Top of Data to examine

//! PDF report rendering for SentiLens analysis results.
//!
//! [`report_lines`] decides what the report says and in which order;
//! [`render`] lays those lines out on letter-size pages with the standard
//! Helvetica fonts.

mod layout;

use chrono::{DateTime, Local};
use lopdf::content::{Content, Operation};
use lopdf::{dictionary, Document, Object, ObjectId, Stream};
use sentilens_core::{truncate_with_ellipsis, AnalysisResult};
use thiserror::Error;

pub use layout::{LineStyle, ReportLine};

/// Characters of the supplied preview text printed in the report.
pub const REPORT_PREVIEW_CHARS: usize = 1000;

pub const REPORT_TITLE: &str = "Sentiment Analysis Report";

#[derive(Debug, Error)]
pub enum ReportError {
    #[error("failed to render report: {0}")]
    Render(String),
}

impl ReportError {
    #[must_use]
    pub fn code(&self) -> &'static str {
        match self {
            ReportError::Render(_) => "render_failure",
        }
    }
}

/// Render a report stamped with the current local time.
///
/// # Errors
///
/// Returns [`ReportError::Render`] if the PDF cannot be encoded. No partial
/// output is returned in that case.
pub fn render(result: &AnalysisResult, preview: &str) -> Result<Vec<u8>, ReportError> {
    render_at(result, preview, Local::now())
}

/// Render a report stamped with `generated_at`.
///
/// # Errors
///
/// Returns [`ReportError::Render`] if the PDF cannot be encoded.
pub fn render_at(
    result: &AnalysisResult,
    preview: &str,
    generated_at: DateTime<Local>,
) -> Result<Vec<u8>, ReportError> {
    let lines = report_lines(result, preview, generated_at);
    let pages = layout::paginate(&lines);

    let bytes = build_pdf(&pages).inspect_err(|e| {
        tracing::error!(error = %e, "report rendering failed");
    })?;
    tracing::debug!(pages = pages.len(), size = bytes.len(), "rendered report");
    Ok(bytes)
}

/// Everything the report shows, in print order.
#[must_use]
pub fn report_lines(
    result: &AnalysisResult,
    preview: &str,
    generated_at: DateTime<Local>,
) -> Vec<ReportLine> {
    let scores = &result.raw_scores;
    let mut lines = vec![
        ReportLine::title(REPORT_TITLE),
        ReportLine::body(format!(
            "Generated on: {}",
            generated_at.format("%Y-%m-%d %H:%M:%S")
        )),
        ReportLine::heading("Analysis Results"),
        ReportLine::body(format!("Sentiment: {}", result.sentiment)),
        ReportLine::body(format!("Polarity: {:.3}", scores.polarity)),
        ReportLine::body(format!("Subjectivity: {:.3}", scores.subjectivity)),
        ReportLine::body(format!("Compound Score: {:.3}", scores.compound)),
        ReportLine::body(format!("Confidence: {}", result.confidence_level)),
        ReportLine::body(format!("Word Count: {}", result.word_count)),
        ReportLine::body(format!("Character Count: {}", result.char_count)),
        ReportLine::heading("Original Text Preview"),
    ];
    let preview = truncate_with_ellipsis(preview, REPORT_PREVIEW_CHARS);
    lines.extend(preview.lines().map(ReportLine::body));
    lines
}

/// Download name for a report generated at `at`, e.g.
/// `sentiment_report_20260314_091500.pdf`.
#[must_use]
pub fn report_filename(at: DateTime<Local>) -> String {
    format!("sentiment_report_{}.pdf", at.format("%Y%m%d_%H%M%S"))
}

fn build_pdf(pages: &[Vec<layout::PlacedLine>]) -> Result<Vec<u8>, ReportError> {
    let mut doc = Document::with_version("1.5");
    let pages_id = doc.new_object_id();
    let regular = add_font(&mut doc, "Helvetica");
    let bold = add_font(&mut doc, "Helvetica-Bold");
    let resources_id = doc.add_object(dictionary! {
        "Font" => dictionary! {
            layout::REGULAR_FONT => regular,
            layout::BOLD_FONT => bold,
        },
    });

    let mut kids: Vec<Object> = Vec::with_capacity(pages.len());
    for page in pages {
        let content: Content<Vec<Operation>> = Content {
            operations: page.iter().flat_map(text_operations).collect(),
        };
        let encoded = content
            .encode()
            .map_err(|e| ReportError::Render(e.to_string()))?;
        let content_id = doc.add_object(Stream::new(dictionary! {}, encoded));
        let page_id = doc.add_object(dictionary! {
            "Type" => "Page",
            "Parent" => pages_id,
            "Resources" => resources_id,
            "Contents" => content_id,
        });
        kids.push(page_id.into());
    }

    let count = i64::try_from(kids.len()).map_err(|e| ReportError::Render(e.to_string()))?;
    doc.objects.insert(
        pages_id,
        Object::Dictionary(dictionary! {
            "Type" => "Pages",
            "Kids" => kids,
            "Count" => count,
            "MediaBox" => vec![
                0.into(),
                0.into(),
                layout::PAGE_WIDTH.into(),
                layout::PAGE_HEIGHT.into(),
            ],
        }),
    );
    let catalog_id = doc.add_object(dictionary! {
        "Type" => "Catalog",
        "Pages" => pages_id,
    });
    doc.trailer.set("Root", catalog_id);

    let mut out = Vec::new();
    doc.save_to(&mut out)
        .map_err(|e| ReportError::Render(e.to_string()))?;
    Ok(out)
}

fn add_font(doc: &mut Document, base_font: &str) -> ObjectId {
    doc.add_object(dictionary! {
        "Type" => "Font",
        "Subtype" => "Type1",
        "BaseFont" => base_font,
        "Encoding" => "WinAnsiEncoding",
    })
}

fn text_operations(line: &layout::PlacedLine) -> Vec<Operation> {
    vec![
        Operation::new("BT", vec![]),
        Operation::new("Tf", vec![line.font.into(), line.size.into()]),
        Operation::new("Td", vec![line.x.into(), line.y.into()]),
        Operation::new("Tj", vec![Object::string_literal(encode_latin1(&line.text))]),
        Operation::new("ET", vec![]),
    ]
}

/// Encode for the base fonts: Latin-1 characters map to their byte, tabs
/// become spaces, anything else becomes `?`.
fn encode_latin1(text: &str) -> Vec<u8> {
    text.chars()
        .map(|c| match c {
            '\t' => b' ',
            c if c.is_control() => b'?',
            c => u8::try_from(u32::from(c)).unwrap_or(b'?'),
        })
        .collect()
}
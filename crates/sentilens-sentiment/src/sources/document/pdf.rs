//! PDF text extraction, page by page.

use std::path::Path;

use super::DocumentError;

/// Concatenate the text of every page in page order, joined by single spaces.
///
/// A page whose text cannot be extracted (typically scanned or image-only)
/// contributes an empty string; only a file that cannot be loaded as a PDF
/// at all is an error.
pub(super) fn extract_pdf_text(path: &Path) -> Result<String, DocumentError> {
    let document = lopdf::Document::load(path)?;
    Ok(pages_text(&document))
}

pub(super) fn pages_text(document: &lopdf::Document) -> String {
    let pages: Vec<String> = document
        .get_pages()
        .into_keys()
        .map(|page_number| {
            document
                .extract_text(&[page_number])
                .unwrap_or_else(|e| {
                    tracing::debug!(page = page_number, error = %e, "PDF page has no extractable text");
                    String::new()
                })
                .trim()
                .to_string()
        })
        .collect();
    pages.join(" ")
}
use std::net::SocketAddr;
use std::path::PathBuf;

/// Browser-like agent sent with URL fetches; some sites reject empty or
/// library-default agents.
pub const DEFAULT_FETCH_USER_AGENT: &str =
    "Mozilla/5.0 (X11; Linux x86_64) AppleWebKit/537.36 (KHTML, like Gecko) Chrome/124.0.0.0 Safari/537.36";

#[derive(Debug, Clone, PartialEq, Eq)]
pub enum Environment {
    Development,
    Test,
    Production,
}

impl std::fmt::Display for Environment {
    fn fmt(&self, f: &mut std::fmt::Formatter<'_>) -> std::fmt::Result {
        match self {
            Environment::Development => write!(f, "development"),
            Environment::Test => write!(f, "test"),
            Environment::Production => write!(f, "production"),
        }
    }
}

#[derive(Debug, Clone)]
pub struct AppConfig {
    pub env: Environment,
    pub bind_addr: SocketAddr,
    pub log_level: String,
    pub fetch_timeout_secs: u64,
    pub fetch_user_agent: String,
    /// Upload payloads above this are rejected by the transport layer.
    pub max_upload_bytes: usize,
    /// Where uploaded documents are spooled while being parsed.
    /// `None` means the system temp dir.
    pub upload_dir: Option<PathBuf>,
}
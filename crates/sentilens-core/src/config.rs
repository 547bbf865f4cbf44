use crate::app_config::{AppConfig, Environment, DEFAULT_FETCH_USER_AGENT};
use crate::ConfigError;

/// Upper bound for `SENTILENS_FETCH_TIMEOUT_SECS`.
pub const MAX_FETCH_TIMEOUT_SECS: u64 = 60;

/// Load application configuration from environment variables.
///
/// Calls `dotenvy::dotenv().ok()` to load `.env` files before reading env vars.
///
/// # Errors
///
/// Returns `ConfigError` if a value is present but invalid.
pub fn load_app_config() -> Result<AppConfig, ConfigError> {
    dotenvy::dotenv().ok();
    load_app_config_from_env()
}

/// Load application configuration from environment variables already in the process.
///
/// Unlike [`load_app_config`], this does NOT load `.env` files.
///
/// # Errors
///
/// Returns `ConfigError` if a value is present but invalid.
pub fn load_app_config_from_env() -> Result<AppConfig, ConfigError> {
    build_app_config(|key| std::env::var(key))
}

/// Build application configuration using the provided env-var lookup function.
///
/// Decoupled from the real environment so tests can drive it with a `HashMap`.
fn build_app_config<F>(lookup: F) -> Result<AppConfig, ConfigError>
where
    F: Fn(&str) -> Result<String, std::env::VarError>,
{
    use std::net::SocketAddr;
    use std::path::PathBuf;

    let or_default = |var: &str, default: &str| -> String {
        lookup(var).unwrap_or_else(|_| default.to_string())
    };

    let invalid = |var: &str, reason: String| ConfigError::InvalidEnvVar {
        var: var.to_string(),
        reason,
    };

    let parse_addr = |var: &str, default: &str| -> Result<SocketAddr, ConfigError> {
        or_default(var, default)
            .parse::<SocketAddr>()
            .map_err(|e| invalid(var, e.to_string()))
    };

    let parse_positive_u64 = |var: &str, default: &str| -> Result<u64, ConfigError> {
        let value = or_default(var, default)
            .parse::<u64>()
            .map_err(|e| invalid(var, e.to_string()))?;
        if value == 0 {
            return Err(invalid(var, "must be greater than zero".to_string()));
        }
        Ok(value)
    };

    let parse_positive_usize = |var: &str, default: &str| -> Result<usize, ConfigError> {
        let value = or_default(var, default)
            .parse::<usize>()
            .map_err(|e| invalid(var, e.to_string()))?;
        if value == 0 {
            return Err(invalid(var, "must be greater than zero".to_string()));
        }
        Ok(value)
    };

    let env = parse_environment(&or_default("SENTILENS_ENV", "development"));
    let bind_addr = parse_addr("SENTILENS_BIND_ADDR", "0.0.0.0:5000")?;
    let log_level = or_default("SENTILENS_LOG_LEVEL", "info");

    let fetch_timeout_secs = parse_positive_u64("SENTILENS_FETCH_TIMEOUT_SECS", "10")?;
    if fetch_timeout_secs > MAX_FETCH_TIMEOUT_SECS {
        return Err(invalid(
            "SENTILENS_FETCH_TIMEOUT_SECS",
            format!("must be at most {MAX_FETCH_TIMEOUT_SECS}"),
        ));
    }
    let fetch_user_agent = or_default("SENTILENS_FETCH_USER_AGENT", DEFAULT_FETCH_USER_AGENT);
    let max_upload_bytes = parse_positive_usize("SENTILENS_MAX_UPLOAD_BYTES", "16777216")?;
    let upload_dir = lookup("SENTILENS_UPLOAD_DIR")
        .ok()
        .filter(|v| !v.trim().is_empty())
        .map(PathBuf::from);

    Ok(AppConfig {
        env,
        bind_addr,
        log_level,
        fetch_timeout_secs,
        fetch_user_agent,
        max_upload_bytes,
        upload_dir,
    })
}

/// Parse a string into an `Environment` variant.
///
/// Unrecognized values default to `Environment::Development`.
fn parse_environment(s: &str) -> Environment {
    match s {
        "production" => Environment::Production,
        "test" => Environment::Test,
        _ => Environment::Development,
    }
}

#[cfg(test)]
#[path = "config_test.rs"]
mod tests;
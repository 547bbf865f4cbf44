use std::path::PathBuf;
use std::time::Duration;

use sentilens_core::{AppConfig, DEFAULT_FETCH_USER_AGENT};

use crate::error::AnalysisError;

/// Minimum number of characters (ignoring surrounding whitespace) a text
/// must have before either model is run.
pub const MIN_TEXT_CHARS: usize = 5;

/// Upper bound on text pulled from a web page, in characters.
pub const MAX_URL_TEXT_CHARS: usize = 5000;

/// Configuration for the source extractor.
#[derive(Debug, Clone)]
pub struct ExtractorConfig {
    pub fetch_timeout: Duration,
    pub user_agent: String,
    /// Directory for temporary upload files. `None` uses the system temp dir.
    pub spool_dir: Option<PathBuf>,
}

impl Default for ExtractorConfig {
    fn default() -> Self {
        Self {
            fetch_timeout: Duration::from_secs(10),
            user_agent: DEFAULT_FETCH_USER_AGENT.to_string(),
            spool_dir: None,
        }
    }
}

impl ExtractorConfig {
    #[must_use]
    pub fn from_app_config(config: &AppConfig) -> Self {
        Self {
            fetch_timeout: Duration::from_secs(config.fetch_timeout_secs),
            user_agent: config.fetch_user_agent.clone(),
            spool_dir: config.upload_dir.clone(),
        }
    }
}

/// Extracted text that has passed the minimum-length gate.
///
/// The only way to build one is [`PlainText::new`], so the scorer can never
/// see text shorter than [`MIN_TEXT_CHARS`].
#[derive(Debug, Clone, PartialEq, Eq)]
pub struct PlainText(String);

impl PlainText {
    /// Apply the minimum-length gate.
    ///
    /// The original text is kept as-is; only the length check ignores
    /// leading and trailing whitespace.
    ///
    /// # Errors
    ///
    /// Returns [`AnalysisError::NoUsableContent`] when the trimmed text has
    /// fewer than [`MIN_TEXT_CHARS`] characters.
    pub fn new(text: String) -> Result<Self, AnalysisError> {
        if text.trim().chars().count() < MIN_TEXT_CHARS {
            return Err(AnalysisError::NoUsableContent {
                min_chars: MIN_TEXT_CHARS,
            });
        }
        Ok(Self(text))
    }

    #[must_use]
    pub fn as_str(&self) -> &str {
        &self.0
    }

    #[must_use]
    pub fn into_inner(self) -> String {
        self.0
    }
}

impl AsRef<str> for PlainText {
    fn as_ref(&self) -> &str {
        &self.0
    }
}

Bottom of Data to examine

What is needed: In the listing above, find every line with the string "Upper" and state how many there are, with no other words.

Result of this task: 2